The following factual and procedural history is relevant to the respondent's claim on appeal. Kaleb was born on February 25, 2005. In March, 2009, the respondent was involved in an incident of domestic violence with the father of Kaleb's siblings.3 Consequently, the respondent participated in various services offered by the department of children and families in an effort to improve her parenting skills. On March 19, 2010, the petitioner filed a neglect petition as to Kaleb on the ground that he was being denied proper care and supervision, that his medical and educational needs were not being met, that he was exposed to domestic violence in the home and that he was being permitted to live under circumstances injurious to his well-being. On May 20, 2010, the respondent pleaded nolo contendere to the allegations of neglect.
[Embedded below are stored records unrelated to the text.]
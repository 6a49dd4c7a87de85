//! `PersistenceEngine`: the public façade over C1-C6.
//!
//! Owns the store, the per-partition queues and reorder buffers, and the
//! worker pool, and exposes the operations described in spec section 4.7.

use crate::keycodec::encode_key;
use crate::queue::PartitionQueue;
use crate::request::{Callback, Request, WriteFuture};
use crate::sequence::SequenceAllocator;
use crate::state::PartitionState;
use crate::store::{EngineConfig, Metadata, StoreShard};
use crate::workers::WorkerPool;
use futures_channel::oneshot;
use std::path::{Path, PathBuf};
use std::sync::atomic::{AtomicU32, AtomicU64, Ordering};
use std::sync::{Arc, Mutex};
use std::time::{SystemTime, UNIX_EPOCH};
use submerge_base::Result;

struct Running {
    base_path: PathBuf,
    store: Arc<StoreShard>,
    queues: Arc<Vec<PartitionQueue>>,
    states: Arc<Vec<PartitionState>>,
    sequences: Arc<SequenceAllocator>,
    workers: Option<WorkerPool>,
    num_partitions: usize,
    num_workers: usize,
}

/// Durable append layer guaranteeing per-partition FIFO callback delivery.
///
/// See crate documentation and `SPEC_FULL.md` for the full contract.
/// `init`/`shutdown` are the only state transitions; re-initializing after
/// shutdown is allowed.
pub struct PersistenceEngine {
    running: Mutex<Option<Running>>,
    epoch: AtomicU32,
    shard_id: AtomicU32,
    num_shards: AtomicU32,
    pending_writes: Arc<AtomicU64>,
}

impl PersistenceEngine {
    pub fn new() -> Self {
        Self {
            running: Mutex::new(None),
            epoch: AtomicU32::new(0),
            shard_id: AtomicU32::new(0),
            num_shards: AtomicU32::new(1),
            pending_writes: Arc::new(AtomicU64::new(0)),
        }
    }

    /// Idempotent: returns `true` without reconfiguring if already
    /// initialized. Opens one store per partition, spawns `num_workers`
    /// workers. On a store-open failure, returns `false` and leaves the
    /// engine uninitialized; any partially-opened shards were already
    /// closed by `StoreShard::open`.
    pub fn init(
        &self,
        base_path: impl AsRef<Path>,
        num_partitions: usize,
        num_workers: usize,
        shard_id: u32,
        num_shards: u32,
    ) -> bool {
        self.init_with_config(
            base_path,
            num_partitions,
            num_workers,
            shard_id,
            num_shards,
            &EngineConfig::default(),
        )
    }

    pub fn init_with_config(
        &self,
        base_path: impl AsRef<Path>,
        num_partitions: usize,
        num_workers: usize,
        shard_id: u32,
        num_shards: u32,
        config: &EngineConfig,
    ) -> bool {
        assert!(num_partitions >= 1, "num_partitions must be at least 1");
        assert!(num_workers >= 1, "num_workers must be at least 1");

        let mut running = self.running.lock().unwrap();
        if running.is_some() {
            return true;
        }

        let store = match StoreShard::open(base_path.as_ref(), num_partitions, config) {
            Ok(store) => Arc::new(store),
            Err(e) => {
                tracing::warn!(error = ?e, "engine init failed: store open error");
                return false;
            }
        };

        let queues: Arc<Vec<PartitionQueue>> =
            Arc::new((0..num_partitions).map(|_| PartitionQueue::new()).collect());
        let states: Arc<Vec<PartitionState>> =
            Arc::new((0..num_partitions).map(|_| PartitionState::new()).collect());

        self.shard_id.store(shard_id, Ordering::SeqCst);
        self.num_shards.store(num_shards, Ordering::SeqCst);

        let workers = WorkerPool::spawn(
            num_workers,
            Arc::clone(&queues),
            Arc::clone(&states),
            Arc::clone(&store),
            Arc::clone(&self.pending_writes),
        );

        *running = Some(Running {
            base_path: base_path.as_ref().to_path_buf(),
            store,
            queues,
            states,
            sequences: Arc::new(SequenceAllocator::new(num_partitions)),
            workers: Some(workers),
            num_partitions,
            num_workers,
        });

        tracing::info!(
            num_partitions,
            num_workers,
            shard_id,
            num_shards,
            "persistence engine initialized"
        );
        true
    }

    /// Submits `payload` for durable, ordered-callback append to
    /// `partition_id`. See spec section 4.7 for the three outcome paths.
    pub fn submit(
        &self,
        payload: Vec<u8>,
        partition_id: u32,
        callback: Option<Callback>,
    ) -> WriteFuture {
        let (tx, rx) = oneshot::channel();

        // Only the init/shutdown lifecycle transition needs `self.running`;
        // once the shared state is cloned out, the lock is released and
        // submissions to different partitions never wait on each other or
        // on this lock again.
        let (queues, states, sequences, num_partitions) = {
            let running = self.running.lock().unwrap();
            let Some(running) = running.as_ref() else {
                // Not initialized: a no-op success path for replicas that
                // never durably log (spec section 7, `NotInitialized`).
                let _ = tx.send(true);
                if let Some(cb) = callback {
                    cb(true);
                }
                return rx;
            };
            (
                Arc::clone(&running.queues),
                Arc::clone(&running.states),
                Arc::clone(&running.sequences),
                running.num_partitions,
            )
        };

        if partition_id as usize >= num_partitions {
            tracing::warn!(
                partition_id,
                num_partitions,
                "invalid partition_id, rejecting"
            );
            let _ = tx.send(false);
            if let Some(cb) = callback {
                cb(false);
            }
            return rx;
        }

        let mut epoch = self.epoch.load(Ordering::SeqCst);
        if epoch == 0 {
            // The original accommodates callers who never called
            // set_epoch before the first write by bumping to 1 lazily.
            epoch = 1;
            self.epoch.store(epoch, Ordering::SeqCst);
        }

        let partition = partition_id as usize;
        let shard_id = self.shard_id.load(Ordering::SeqCst);

        // Sequence allocation, `PartitionState` registration, and the
        // enqueue all happen under this partition's own `seq_mutex` (spec
        // section 4.2's joint invariant), not a process-wide lock: submits
        // to different partitions never contend with each other here.
        let seq_num = {
            let _seq_guard = queues[partition].lock_seq();
            let seq_num = sequences.next(partition_id);
            states[partition].register(seq_num, callback);

            let key = encode_key(shard_id, partition_id, epoch, seq_num);
            self.pending_writes.fetch_add(1, Ordering::SeqCst);
            queues[partition].push(Request {
                key,
                payload,
                partition_id,
                seq_num,
                completion: tx,
            });
            seq_num
        };

        if seq_num % 100 == 0 {
            tracing::debug!(
                partition_id,
                seq_num,
                pending = self.pending_writes.load(Ordering::SeqCst),
                "pending writes"
            );
        }

        rx
    }

    /// Updates the engine's epoch. If it actually changed, rewrites
    /// metadata. Concurrent in-flight submits are not fenced against this:
    /// some may land under the old epoch and some under the new (spec
    /// section 9, accepted and documented, not a bug).
    pub fn set_epoch(&self, epoch: u32) {
        let old = self.epoch.swap(epoch, Ordering::SeqCst);
        if old != epoch {
            let shard_id = self.shard_id.load(Ordering::SeqCst);
            let num_shards = self.num_shards.load(Ordering::SeqCst);
            if self.write_metadata(shard_id, num_shards) {
                tracing::info!(
                    old_epoch = old,
                    new_epoch = epoch,
                    "epoch changed, metadata updated"
                );
            }
        }
    }

    pub fn current_epoch(&self) -> u32 {
        self.epoch.load(Ordering::SeqCst)
    }

    /// Flushes every partition's store. Returns `true` iff all succeed.
    pub fn flush_all(&self) -> bool {
        let running = self.running.lock().unwrap();
        match running.as_ref() {
            Some(running) => running.store.flush_all().is_ok(),
            None => false,
        }
    }

    /// Composes the metadata string and writes it under `"meta"` into
    /// partition 0.
    pub fn write_metadata(&self, shard_id: u32, num_shards: u32) -> bool {
        self.shard_id.store(shard_id, Ordering::SeqCst);
        self.num_shards.store(num_shards, Ordering::SeqCst);

        let running = self.running.lock().unwrap();
        let Some(running) = running.as_ref() else {
            return false;
        };
        let timestamp = SystemTime::now()
            .duration_since(UNIX_EPOCH)
            .map(|d| d.as_secs() as i64)
            .unwrap_or(0);
        let meta = Metadata {
            epoch: self.epoch.load(Ordering::SeqCst),
            shard_id,
            num_shards,
            num_partitions: running.num_partitions,
            num_workers: running.num_workers,
            timestamp,
        };
        match running.store.write_metadata(&meta.render()) {
            Ok(()) => true,
            Err(e) => {
                tracing::warn!(error = ?e, "failed to write metadata");
                false
            }
        }
    }

    /// Reads and parses the metadata record, without needing a running
    /// engine instance: opens partition 0 fresh at `base_path`.
    pub fn read_metadata(base_path: impl AsRef<Path>) -> Result<Metadata> {
        StoreShard::read_metadata(base_path.as_ref())
    }

    /// Current count of unretired requests across all partitions: those
    /// submitted whose underlying `Put` has not yet completed.
    pub fn pending_writes(&self) -> u64 {
        self.pending_writes.load(Ordering::SeqCst)
    }

    /// Number of partitions the engine was initialized with, or 0 if
    /// uninitialized.
    pub fn num_partitions(&self) -> usize {
        match self.running.lock().unwrap().as_ref() {
            Some(running) => running.store.num_partitions(),
            None => 0,
        }
    }

    /// Number of submissions registered but not yet released for
    /// `partition_id`, or 0 if the partition doesn't exist or the engine
    /// isn't initialized.
    pub fn pending_count(&self, partition_id: u32) -> usize {
        match self.running.lock().unwrap().as_ref() {
            Some(running) => running
                .states
                .get(partition_id as usize)
                .map(|s| s.pending_count())
                .unwrap_or(0),
            None => 0,
        }
    }

    /// Sets the shutdown flag, wakes and joins all workers, drains
    /// remaining queued requests (resolving their futures and firing
    /// their callbacks with `false`, in order), flushes the WAL, and
    /// closes the stores. The engine may be re-initialized afterward.
    pub fn shutdown(&self) {
        let mut running = self.running.lock().unwrap();
        let Some(mut state) = running.take() else {
            return;
        };

        if let Some(workers) = state.workers.take() {
            workers.shutdown();
        }

        for queue in state.queues.iter() {
            for req in queue.drain() {
                let _ = req.completion.send(false);
                // This request's `submit` call incremented `pending_writes`
                // and, being still queued, was never picked up by a worker
                // to decrement it; undo that increment here so the counter
                // reaches 0 once every future has resolved.
                self.pending_writes.fetch_sub(1, Ordering::SeqCst);
            }
        }
        for partition_state in state.states.iter() {
            for release in partition_state.drain() {
                (release.callback)(false);
            }
        }

        if let Err(e) = state.store.flush_all() {
            tracing::warn!(error = ?e, "flush at shutdown failed");
        }

        tracing::info!(base_path = %state.base_path.display(), "persistence engine shut down");
        // `state.store` is the last `Arc` reference once workers have
        // joined and the lock is released, so it drops (closing the
        // embedded stores) when this function returns.
    }
}

impl Default for PersistenceEngine {
    fn default() -> Self {
        Self::new()
    }
}

#[cfg(test)]
#[path = "test/engine.rs"]
mod test;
Consequently, Kaleb was adjudicated neglected, and the court ordered six months of protective supervision.4
On June 15, 2010, the petitioner invoked a ninety-six hour hold; see General Statutes § 17a–101g; on Kaleb following the respondent's arrest for risk of injury to a child that stemmed from Kaleb's unsupervised absence from his home, for several hours, without the respondent's knowledge that Kaleb had left the home. On June 18, 2010, the court issued an order of temporary custody, placing Kaleb in the custody of the petitioner. On June 24, 2010, the petitioner filed a motion to modify the child's disposition from protective supervision to commitment. On June 25, 2010, on the basis of an agreement between the petitioner and the respondent, the court sustained the order of temporary custody. At that time, the respondent again was canvassed and affirmed that she understood her rights, stating that she would comply with the department's requirements to get her children back. The court also ordered, based on an agreement of the parties, a psychological and psychiatric examination of the respondent, which was performed by Robert H. Neems, a psychologist.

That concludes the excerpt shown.